If it had been £100 it might be different but a couple of quid on top of a tenner is neither here nor there really. They're unlikely to find something dead on that amount.
Bit of a ridiculous 'dilemma' lol.
It's the principles enshrined in this that are the important things IMO.
1. It's their money and so they are the ones that choose when/where/if to spend it and it's not spent for them by their parents.
2. They learn the lesson that every last penny of a persons money is theirs and not "It doesn't matter if someone else has a little bit of your money - if it is only a minute bit of it".
So they grow up to be adults that respect they don't have the right to choose how anyone else spends their money and that it's not okay to help yourself to even just a tiny bit of someone else's money.
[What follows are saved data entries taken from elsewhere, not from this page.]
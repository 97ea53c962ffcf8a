//! Runtime values for the interpreter
//!
//! Scripts and their results share one representation: the reader hands the
//! runtime a `Value` tree, and evaluating that tree produces more `Value`s.
//! Lists double as call expressions, dictionaries as scopes.

use super::env::Dict;
use super::native::Native;
use rustc_hash::FxHashSet;
use std::cell::RefCell;
use std::fmt;
use std::rc::Rc;

/// Marks a block parameter that collects all remaining positional arguments.
pub const REST_PREFIX: &str = "...";

/// Separates a block literal's parameters from its body: `[x y | body]`.
pub const BLOCK_BAR: &str = "|";

/// Runtime value
#[derive(Clone)]
pub enum Value {
    /// Absence of a value; distinct from `false`
    Nil,
    Num(f64),
    Bool(bool),
    Str(Rc<str>),
    /// Identifier, compared by name
    Sym(Rc<str>),
    /// `:expr`, evaluates to `expr` without evaluating it
    Quote(Rc<Value>),
    /// Inert data; evaluates to itself and is never re-attached to a scope
    FullQuote(Rc<Value>),
    List(List),
    Dict(Dict),
    Block(Rc<Block>),
    Native(Native),
}

/// Shared, mutable sequence of values.
///
/// Lists have reference identity: clones alias the same storage.
#[derive(Clone, Default)]
pub struct List(Rc<RefCell<Vec<Value>>>);

impl List {
    pub fn new(items: Vec<Value>) -> Self {
        List(Rc::new(RefCell::new(items)))
    }

    /// Snapshot of the current elements.
    pub fn items(&self) -> Vec<Value> {
        self.0.borrow().clone()
    }

    pub fn len(&self) -> usize {
        self.0.borrow().len()
    }

    pub fn is_empty(&self) -> bool {
        self.0.borrow().is_empty()
    }

    pub fn get(&self, index: usize) -> Option<Value> {
        self.0.borrow().get(index).cloned()
    }

    pub fn push(&self, value: Value) {
        self.0.borrow_mut().push(value);
    }

    pub fn ptr_eq(&self, other: &List) -> bool {
        Rc::ptr_eq(&self.0, &other.0)
    }

    /// Identity key, stable while any clone is alive.
    pub fn addr(&self) -> usize {
        Rc::as_ptr(&self.0) as *const () as usize
    }
}

/// A closure.
pub struct Block {
    /// Diagnostic name, set when the block is reached through a named field
    pub name: Option<Rc<str>>,
    pub params: Vec<Rc<str>>,
    pub body: Vec<Value>,
    /// Defining (lexical) environment
    pub env: Dict,
    /// Dictionary the block was retrieved through, bound as `self` on call
    pub receiver: Option<Dict>,
}

impl Block {
    pub fn new(params: Vec<Rc<str>>, body: Vec<Value>, env: Dict) -> Self {
        Block {
            name: None,
            params,
            body,
            env,
            receiver: None,
        }
    }

    /// Copy of this block carrying a diagnostic name.
    pub fn named(&self, name: Rc<str>) -> Self {
        Block {
            name: Some(name),
            params: self.params.clone(),
            body: self.body.clone(),
            env: self.env.clone(),
            receiver: self.receiver.clone(),
        }
    }

    /// Copy of this block bound to `receiver` under `name`.
    pub fn bind(&self, name: Rc<str>, receiver: Dict) -> Self {
        Block {
            name: Some(name),
            params: self.params.clone(),
            body: self.body.clone(),
            env: self.env.clone(),
            receiver: Some(receiver),
        }
    }

    /// Number of parameters that bind exactly one argument.
    pub fn fixed_arity(&self) -> usize {
        self.params
            .iter()
            .take_while(|p| !p.starts_with(REST_PREFIX))
            .count()
    }

    pub fn has_rest(&self) -> bool {
        self.params.iter().any(|p| p.starts_with(REST_PREFIX))
    }

    pub fn display_name(&self) -> &str {
        self.name.as_deref().unwrap_or("<block>")
    }
}

impl Value {
    pub fn num(n: f64) -> Self {
        Value::Num(n)
    }

    pub fn str(s: &str) -> Self {
        Value::Str(Rc::from(s))
    }

    pub fn sym(name: &str) -> Self {
        Value::Sym(Rc::from(name))
    }

    pub fn quote(inner: Value) -> Self {
        Value::Quote(Rc::new(inner))
    }

    pub fn full_quote(inner: Value) -> Self {
        Value::FullQuote(Rc::new(inner))
    }

    pub fn list(items: Vec<Value>) -> Self {
        Value::List(List::new(items))
    }

    pub fn block(block: Block) -> Self {
        Value::Block(Rc::new(block))
    }

    pub fn is_nil(&self) -> bool {
        matches!(self, Value::Nil)
    }

    pub fn is_list(&self) -> bool {
        matches!(self, Value::List(_))
    }

    pub fn is_dict(&self) -> bool {
        matches!(self, Value::Dict(_))
    }

    pub fn is_block(&self) -> bool {
        matches!(self, Value::Block(_))
    }

    pub fn is_quote(&self) -> bool {
        matches!(self, Value::Quote(_) | Value::FullQuote(_))
    }

    pub fn is_sym(&self) -> bool {
        matches!(self, Value::Sym(_))
    }

    pub fn as_num(&self) -> Option<f64> {
        match self {
            Value::Num(n) => Some(*n),
            _ => None,
        }
    }

    pub fn as_bool(&self) -> Option<bool> {
        match self {
            Value::Bool(b) => Some(*b),
            _ => None,
        }
    }

    pub fn as_str(&self) -> Option<&str> {
        match self {
            Value::Str(s) => Some(s),
            _ => None,
        }
    }

    pub fn as_sym(&self) -> Option<&str> {
        match self {
            Value::Sym(s) => Some(s),
            _ => None,
        }
    }

    pub fn as_list(&self) -> Option<&List> {
        match self {
            Value::List(l) => Some(l),
            _ => None,
        }
    }

    pub fn as_dict(&self) -> Option<&Dict> {
        match self {
            Value::Dict(d) => Some(d),
            _ => None,
        }
    }

    pub fn as_block(&self) -> Option<&Rc<Block>> {
        match self {
            Value::Block(b) => Some(b),
            _ => None,
        }
    }

    /// Get type name for error messages
    pub fn type_name(&self) -> &'static str {
        match self {
            Value::Nil => "nil",
            Value::Num(_) => "number",
            Value::Bool(_) => "boolean",
            Value::Str(_) => "string",
            Value::Sym(_) => "symbol",
            Value::Quote(_) => "quote",
            Value::FullQuote(_) => "full-quote",
            Value::List(_) => "list",
            Value::Dict(_) => "dictionary",
            Value::Block(_) => "block",
            Value::Native(_) => "native",
        }
    }
}

impl From<f64> for Value {
    fn from(n: f64) -> Self {
        Value::Num(n)
    }
}

impl From<bool> for Value {
    fn from(b: bool) -> Self {
        Value::Bool(b)
    }
}

impl From<&str> for Value {
    fn from(s: &str) -> Self {
        Value::str(s)
    }
}

impl From<Dict> for Value {
    fn from(d: Dict) -> Self {
        Value::Dict(d)
    }
}

impl From<List> for Value {
    fn from(l: List) -> Self {
        Value::List(l)
    }
}

/// Structural equality.
///
/// Lists compare element-wise, dictionaries by their non-reserved keys,
/// blocks by body and parameters plus the *identity* of their defining
/// environment. Pairs already under comparison are assumed equal, so cyclic
/// graphs terminate.
pub fn eq(a: &Value, b: &Value) -> bool {
    Equality::default().eq(a, b)
}

#[derive(Default)]
struct Equality {
    in_progress: FxHashSet<(usize, usize)>,
}

impl Equality {
    fn eq(&mut self, a: &Value, b: &Value) -> bool {
        match (a, b) {
            (Value::Nil, Value::Nil) => true,
            (Value::Num(x), Value::Num(y)) => x == y,
            (Value::Bool(x), Value::Bool(y)) => x == y,
            (Value::Str(x), Value::Str(y)) => x == y,
            (Value::Sym(x), Value::Sym(y)) => x == y,
            (Value::Quote(x), Value::Quote(y)) => self.eq(x, y),
            (Value::FullQuote(x), Value::FullQuote(y)) => self.eq(x, y),
            (Value::List(x), Value::List(y)) => {
                if x.ptr_eq(y) || !self.enter(x.addr(), y.addr()) {
                    return true;
                }
                let (xs, ys) = (x.items(), y.items());
                xs.len() == ys.len() && xs.iter().zip(&ys).all(|(p, q)| self.eq(p, q))
            }
            (Value::Dict(x), Value::Dict(y)) => {
                if x.ptr_eq(y) || !self.enter(x.addr(), y.addr()) {
                    return true;
                }
                let names = x.names();
                if names.len() != y.len() {
                    return false;
                }
                names
                    .iter()
                    .all(|name| y.exists(name) && self.eq(&x.get(name), &y.get(name)))
            }
            (Value::Block(x), Value::Block(y)) => {
                Rc::ptr_eq(x, y)
                    || (x.params == y.params
                        && x.env.ptr_eq(&y.env)
                        && x.body.len() == y.body.len()
                        && x.body.iter().zip(&y.body).all(|(p, q)| self.eq(p, q)))
            }
            (Value::Native(x), Value::Native(y)) => x.ptr_eq(y),
            _ => false,
        }
    }

    /// Returns false if this pair is already being compared further up.
    fn enter(&mut self, a: usize, b: usize) -> bool {
        self.in_progress.insert((a, b))
    }
}

impl PartialEq for Value {
    fn eq(&self, other: &Self) -> bool {
        eq(self, other)
    }
}

impl fmt::Debug for Value {
    fn fmt(&self, f: &mut fmt::Formatter<'_>) -> fmt::Result {
        write!(f, "{self}")
    }
}

impl fmt::Debug for List {
    fn fmt(&self, f: &mut fmt::Formatter<'_>) -> fmt::Result {
        write!(f, "{}", Value::List(self.clone()))
    }
}

impl fmt::Debug for Block {
    fn fmt(&self, f: &mut fmt::Formatter<'_>) -> fmt::Result {
        f.debug_struct("Block")
            .field("name", &self.name)
            .field("params", &self.params)
            .field("body", &self.body)
            .finish_non_exhaustive()
    }
}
What you propose could lead to them becoming an adult that thinks it's okay to take an unreasonably high amount for "expenses" from any money of someone else's they have access to or not bother to go back and pay a business for something that business inadvertently omitted to charge them for.
It's a parents job to teach their children exactly what "following the straight and narrow path" means and that there aren't any grey areas where they can push the bounds a bit.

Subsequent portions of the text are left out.